Directions for this task:
What lines in this listing contain the string "Element"? Report each one by copying it.

──────────

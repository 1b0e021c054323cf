use alloc::vec;
use core::ops::{Add, AddAssign, Div, DivAssign, Mul, MulAssign, Neg, Sub, SubAssign};

use crate::linalg::LinalgError;
use crate::traits::Scalar;

use super::Matrix;

// ── Element-wise addition ───────────────────────────────────────────

impl<T: Scalar> Add for Matrix<T> {
    type Output = Self;

    fn add(self, rhs: Self) -> Self {
        &self + &rhs
    }
}

impl<T: Scalar> Add<&Matrix<T>> for Matrix<T> {
    type Output = Matrix<T>;
    fn add(self, rhs: &Matrix<T>) -> Matrix<T> {
        &self + rhs
    }
}

impl<T: Scalar> Add<Matrix<T>> for &Matrix<T> {
    type Output = Matrix<T>;
    fn add(self, rhs: Matrix<T>) -> Matrix<T> {
        self + &rhs
    }
}

impl<T: Scalar> Add<&Matrix<T>> for &Matrix<T> {
    type Output = Matrix<T>;

    fn add(self, rhs: &Matrix<T>) -> Matrix<T> {
        assert_eq!(
            (self.nrows, self.ncols),
            (rhs.nrows, rhs.ncols),
            "dimension mismatch: {}x{} + {}x{}",
            self.nrows, self.ncols, rhs.nrows, rhs.ncols,
        );
        let data = self
            .data
            .iter()
            .zip(rhs.data.iter())
            .map(|(&a, &b)| a + b)
            .collect();
        Matrix {
            data,
            nrows: self.nrows,
            ncols: self.ncols,
        }
    }
}

impl<T: Scalar> AddAssign<&Matrix<T>> for Matrix<T> {
    fn add_assign(&mut self, rhs: &Matrix<T>) {
        assert_eq!(
            (self.nrows, self.ncols),
            (rhs.nrows, rhs.ncols),
            "dimension mismatch: {}x{} += {}x{}",
            self.nrows, self.ncols, rhs.nrows, rhs.ncols,
        );
        for (a, &b) in self.data.iter_mut().zip(rhs.data.iter()) {
            *a = *a + b;
        }
    }
}

// ── Element-wise subtraction ────────────────────────────────────────

impl<T: Scalar> Sub for Matrix<T> {
    type Output = Self;

    fn sub(self, rhs: Self) -> Self {
        &self - &rhs
    }
}

impl<T: Scalar> Sub<&Matrix<T>> for Matrix<T> {
    type Output = Matrix<T>;
    fn sub(self, rhs: &Matrix<T>) -> Matrix<T> {
        &self - rhs
    }
}

impl<T: Scalar> Sub<Matrix<T>> for &Matrix<T> {
    type Output = Matrix<T>;
    fn sub(self, rhs: Matrix<T>) -> Matrix<T> {
        self - &rhs
    }
}

impl<T: Scalar> Sub<&Matrix<T>> for &Matrix<T> {
    type Output = Matrix<T>;

    fn sub(self, rhs: &Matrix<T>) -> Matrix<T> {
        assert_eq!(
            (self.nrows, self.ncols),
            (rhs.nrows, rhs.ncols),
            "dimension mismatch: {}x{} - {}x{}",
            self.nrows, self.ncols, rhs.nrows, rhs.ncols,
        );
        let data = self
            .data
            .iter()
            .zip(rhs.data.iter())
            .map(|(&a, &b)| a - b)
            .collect();
        Matrix {
            data,
            nrows: self.nrows,
            ncols: self.ncols,
        }
    }
}

impl<T: Scalar> SubAssign<&Matrix<T>> for Matrix<T> {
    fn sub_assign(&mut self, rhs: &Matrix<T>) {
        assert_eq!(
            (self.nrows, self.ncols),
            (rhs.nrows, rhs.ncols),
            "dimension mismatch: {}x{} -= {}x{}",
            self.nrows, self.ncols, rhs.nrows, rhs.ncols,
        );
        for (a, &b) in self.data.iter_mut().zip(rhs.data.iter()) {
            *a = *a - b;
        }
    }
}

// ── Negation ────────────────────────────────────────────────────────

impl<T: Scalar> Neg for Matrix<T> {
    type Output = Self;

    fn neg(self) -> Self {
        let data = self.data.iter().map(|&x| T::zero() - x).collect();
        Matrix {
            data,
            nrows: self.nrows,
            ncols: self.ncols,
        }
    }
}

impl<T: Scalar> Neg for &Matrix<T> {
    type Output = Matrix<T>;

    fn neg(self) -> Matrix<T> {
        let data = self.data.iter().map(|&x| T::zero() - x).collect();
        Matrix {
            data,
            nrows: self.nrows,
            ncols: self.ncols,
        }
    }
}

// ── Matrix product ──────────────────────────────────────────────────

impl<T: Scalar> Matrix<T> {
    /// Matrix product: `(M×N) * (N×P) → (M×P)`, `c[i][j] = Σ_k a[i][k]·b[k][j]`.
    ///
    /// Returns [`LinalgError::DimensionMismatch`] when the inner dimensions
    /// disagree. Operands are left untouched.
    ///
    /// ```
    /// use normalis::Matrix;
    /// let a = Matrix::from_rows(2, 3, &[1.0, 2.0, 3.0, 4.0, 5.0, 6.0]);
    /// let b = Matrix::from_rows(3, 2, &[7.0, 8.0, 9.0, 10.0, 11.0, 12.0]);
    /// let c = a.matmul(&b).unwrap();
    /// assert_eq!((c.nrows(), c.ncols()), (2, 2));
    /// assert_eq!(c[(0, 0)], 58.0);
    /// assert_eq!(c[(1, 1)], 154.0);
    ///
    /// assert!(b.matmul(&b).is_err());
    /// ```
    pub fn matmul(&self, rhs: &Self) -> Result<Self, LinalgError> {
        if self.ncols != rhs.nrows {
            return Err(LinalgError::DimensionMismatch {
                left: (self.nrows, self.ncols),
                right: (rhs.nrows, rhs.ncols),
            });
        }
        let m = self.nrows;
        let n = self.ncols;
        let p = rhs.ncols;
        let mut data = vec![T::zero(); m * p];
        for i in 0..m {
            for k in 0..n {
                let a_ik = self.data[i * n + k];
                for j in 0..p {
                    data[i * p + j] = data[i * p + j] + a_ik * rhs.data[k * p + j];
                }
            }
        }
        Ok(Matrix {
            data,
            nrows: m,
            ncols: p,
        })
    }

    /// Transpose: `(M×N) → (N×M)`, `out[(j, i)] = self[(i, j)]`.
    ///
    /// ```
    /// use normalis::Matrix;
    /// let a = Matrix::from_rows(2, 3, &[1.0, 2.0, 3.0, 4.0, 5.0, 6.0]);
    /// let t = a.transpose();
    /// assert_eq!(t.nrows(), 3);
    /// assert_eq!(t.ncols(), 2);
    /// assert_eq!(t[(1, 0)], 2.0);
    /// assert_eq!(t[(2, 1)], 6.0);
    /// ```
    pub fn transpose(&self) -> Self {
        let n = self.ncols;
        Matrix::from_fn(self.ncols, self.nrows, |i, j| self.data[j * n + i])
    }
}

/// Operator sugar for [`Matrix::matmul`]. Panics on an inner-dimension
/// mismatch; use `matmul` for the fallible form.
impl<T: Scalar> Mul<&Matrix<T>> for &Matrix<T> {
    type Output = Matrix<T>;

    fn mul(self, rhs: &Matrix<T>) -> Matrix<T> {
        match self.matmul(rhs) {
            Ok(c) => c,
            Err(e) => panic!("{}", e),
        }
    }
}

impl<T: Scalar> Mul for Matrix<T> {
    type Output = Self;
    fn mul(self, rhs: Self) -> Self {
        &self * &rhs
    }
}

impl<T: Scalar> Mul<&Matrix<T>> for Matrix<T> {
    type Output = Matrix<T>;
    fn mul(self, rhs: &Matrix<T>) -> Matrix<T> {
        &self * rhs
    }
}

impl<T: Scalar> Mul<Matrix<T>> for &Matrix<T> {
    type Output = Matrix<T>;
    fn mul(self, rhs: Matrix<T>) -> Matrix<T> {
        self * &rhs
    }
}

// ── Scalar multiplication and division ──────────────────────────────

impl<T: Scalar> Mul<T> for Matrix<T> {
    type Output = Self;

    fn mul(self, rhs: T) -> Self {
        let data = self.data.iter().map(|&x| x * rhs).collect();
        Matrix {
            data,
            nrows: self.nrows,
            ncols: self.ncols,
        }
    }
}

impl<T: Scalar> Mul<T> for &Matrix<T> {
    type Output = Matrix<T>;

    fn mul(self, rhs: T) -> Matrix<T> {
        let data = self.data.iter().map(|&x| x * rhs).collect();
        Matrix {
            data,
            nrows: self.nrows,
            ncols: self.ncols,
        }
    }
}

impl<T: Scalar> MulAssign<T> for Matrix<T> {
    fn mul_assign(&mut self, rhs: T) {
        for x in self.data.iter_mut() {
            *x = *x * rhs;
        }
    }
}

impl<T: Scalar> Div<T> for Matrix<T> {
    type Output = Self;

    fn div(self, rhs: T) -> Self {
        let data = self.data.iter().map(|&x| x / rhs).collect();
        Matrix {
            data,
            nrows: self.nrows,
            ncols: self.ncols,
        }
    }
}

impl<T: Scalar> Div<T> for &Matrix<T> {
    type Output = Matrix<T>;

    fn div(self, rhs: T) -> Matrix<T> {
        let data = self.data.iter().map(|&x| x / rhs).collect();
        Matrix {
            data,
            nrows: self.nrows,
            ncols: self.ncols,
        }
    }
}

impl<T: Scalar> DivAssign<T> for Matrix<T> {
    fn div_assign(&mut self, rhs: T) {
        for x in self.data.iter_mut() {
            *x = *x / rhs;
        }
    }
}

──────────

Response to this exercise:
// ── Element-wise addition ───────────────────────────────────────────
// ── Element-wise subtraction ────────────────────────────────────────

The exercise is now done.